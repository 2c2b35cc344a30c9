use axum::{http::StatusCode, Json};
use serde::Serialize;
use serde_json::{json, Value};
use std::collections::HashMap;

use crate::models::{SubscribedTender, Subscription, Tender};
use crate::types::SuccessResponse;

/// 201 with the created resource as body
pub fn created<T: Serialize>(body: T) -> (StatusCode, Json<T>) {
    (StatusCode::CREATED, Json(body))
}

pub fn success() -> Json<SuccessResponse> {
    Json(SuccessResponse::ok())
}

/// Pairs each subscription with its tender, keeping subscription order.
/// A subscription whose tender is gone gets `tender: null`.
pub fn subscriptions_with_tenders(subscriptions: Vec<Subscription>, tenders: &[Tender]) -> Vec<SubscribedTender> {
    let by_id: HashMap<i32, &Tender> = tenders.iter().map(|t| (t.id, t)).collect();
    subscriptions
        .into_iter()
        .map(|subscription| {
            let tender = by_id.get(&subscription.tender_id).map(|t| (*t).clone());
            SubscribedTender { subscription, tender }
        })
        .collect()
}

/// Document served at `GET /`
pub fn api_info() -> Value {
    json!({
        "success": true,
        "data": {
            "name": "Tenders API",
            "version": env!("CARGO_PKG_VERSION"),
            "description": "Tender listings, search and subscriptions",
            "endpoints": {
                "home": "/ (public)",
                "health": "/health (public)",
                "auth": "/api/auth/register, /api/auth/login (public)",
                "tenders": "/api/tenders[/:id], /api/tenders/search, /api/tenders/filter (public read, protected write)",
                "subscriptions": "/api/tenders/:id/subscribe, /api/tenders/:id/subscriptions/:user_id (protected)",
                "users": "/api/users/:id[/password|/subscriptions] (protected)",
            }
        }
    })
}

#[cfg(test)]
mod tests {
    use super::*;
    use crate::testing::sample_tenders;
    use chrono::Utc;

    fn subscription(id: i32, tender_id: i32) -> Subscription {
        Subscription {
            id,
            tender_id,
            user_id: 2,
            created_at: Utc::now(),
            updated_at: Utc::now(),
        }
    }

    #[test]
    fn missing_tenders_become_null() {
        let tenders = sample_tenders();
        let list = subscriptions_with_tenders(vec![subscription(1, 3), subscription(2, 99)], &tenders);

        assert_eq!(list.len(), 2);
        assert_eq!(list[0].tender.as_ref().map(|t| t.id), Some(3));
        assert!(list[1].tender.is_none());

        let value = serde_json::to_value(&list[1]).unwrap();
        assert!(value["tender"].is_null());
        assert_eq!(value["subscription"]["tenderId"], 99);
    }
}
◆ ◆ ◆
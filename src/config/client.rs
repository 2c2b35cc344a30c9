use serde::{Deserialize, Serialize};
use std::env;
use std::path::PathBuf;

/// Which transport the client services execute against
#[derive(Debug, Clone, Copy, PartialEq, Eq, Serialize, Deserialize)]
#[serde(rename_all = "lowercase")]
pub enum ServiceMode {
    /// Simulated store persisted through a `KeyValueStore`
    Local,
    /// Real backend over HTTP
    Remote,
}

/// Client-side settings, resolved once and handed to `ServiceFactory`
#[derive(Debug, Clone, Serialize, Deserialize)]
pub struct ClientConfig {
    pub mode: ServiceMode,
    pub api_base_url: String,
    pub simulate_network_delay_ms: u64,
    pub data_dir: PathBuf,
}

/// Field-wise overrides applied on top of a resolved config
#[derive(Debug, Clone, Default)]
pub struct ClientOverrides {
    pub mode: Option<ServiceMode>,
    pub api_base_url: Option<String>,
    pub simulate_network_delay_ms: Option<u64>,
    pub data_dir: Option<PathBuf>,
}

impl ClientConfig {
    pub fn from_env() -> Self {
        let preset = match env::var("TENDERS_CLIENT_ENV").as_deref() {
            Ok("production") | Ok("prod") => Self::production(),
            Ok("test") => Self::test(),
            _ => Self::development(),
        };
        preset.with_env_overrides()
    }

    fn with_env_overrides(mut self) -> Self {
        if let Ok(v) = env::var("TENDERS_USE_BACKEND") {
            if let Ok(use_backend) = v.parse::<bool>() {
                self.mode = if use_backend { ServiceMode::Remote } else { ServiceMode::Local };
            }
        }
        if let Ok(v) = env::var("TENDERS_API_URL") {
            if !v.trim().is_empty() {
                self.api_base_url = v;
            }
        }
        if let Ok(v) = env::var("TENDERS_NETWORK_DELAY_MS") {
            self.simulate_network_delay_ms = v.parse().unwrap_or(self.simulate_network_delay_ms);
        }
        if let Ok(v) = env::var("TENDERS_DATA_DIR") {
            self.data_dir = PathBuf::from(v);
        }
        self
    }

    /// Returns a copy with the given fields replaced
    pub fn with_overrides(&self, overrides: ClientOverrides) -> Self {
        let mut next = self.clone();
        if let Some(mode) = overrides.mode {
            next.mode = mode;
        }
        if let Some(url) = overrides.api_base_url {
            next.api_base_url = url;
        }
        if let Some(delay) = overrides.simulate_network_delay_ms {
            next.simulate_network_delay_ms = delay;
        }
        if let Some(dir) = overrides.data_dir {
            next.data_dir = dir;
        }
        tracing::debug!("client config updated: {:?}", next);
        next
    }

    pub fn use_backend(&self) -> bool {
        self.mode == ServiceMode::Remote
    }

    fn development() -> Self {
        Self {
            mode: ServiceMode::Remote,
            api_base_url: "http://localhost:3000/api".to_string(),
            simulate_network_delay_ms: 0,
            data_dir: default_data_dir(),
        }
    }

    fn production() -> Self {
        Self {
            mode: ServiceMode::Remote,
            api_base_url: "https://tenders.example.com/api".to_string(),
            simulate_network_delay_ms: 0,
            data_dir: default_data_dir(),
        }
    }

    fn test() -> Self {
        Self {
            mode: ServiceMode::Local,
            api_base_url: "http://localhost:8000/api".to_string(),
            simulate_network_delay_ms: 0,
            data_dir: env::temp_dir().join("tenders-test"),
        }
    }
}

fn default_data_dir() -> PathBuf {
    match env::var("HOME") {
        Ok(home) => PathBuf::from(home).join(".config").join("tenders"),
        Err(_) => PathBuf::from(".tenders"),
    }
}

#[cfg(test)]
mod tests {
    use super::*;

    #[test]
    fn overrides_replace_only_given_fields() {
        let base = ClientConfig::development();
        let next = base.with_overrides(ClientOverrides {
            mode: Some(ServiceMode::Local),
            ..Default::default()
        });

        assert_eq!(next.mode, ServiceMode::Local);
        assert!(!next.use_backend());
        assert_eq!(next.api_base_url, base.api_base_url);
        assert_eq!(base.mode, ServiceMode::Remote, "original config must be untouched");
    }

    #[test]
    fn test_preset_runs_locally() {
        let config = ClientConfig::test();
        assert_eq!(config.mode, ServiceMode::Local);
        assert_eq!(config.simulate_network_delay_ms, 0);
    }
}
◆ ◆ ◆
What is being asked: Among the lines above, find those holding "Remote" and copy each one.

Output for this task:
    Remote,
                self.mode = if use_backend { ServiceMode::Remote } else { ServiceMode::Local };
        self.mode == ServiceMode::Remote
            mode: ServiceMode::Remote,
            mode: ServiceMode::Remote,
        assert_eq!(base.mode, ServiceMode::Remote, "original config must be untouched");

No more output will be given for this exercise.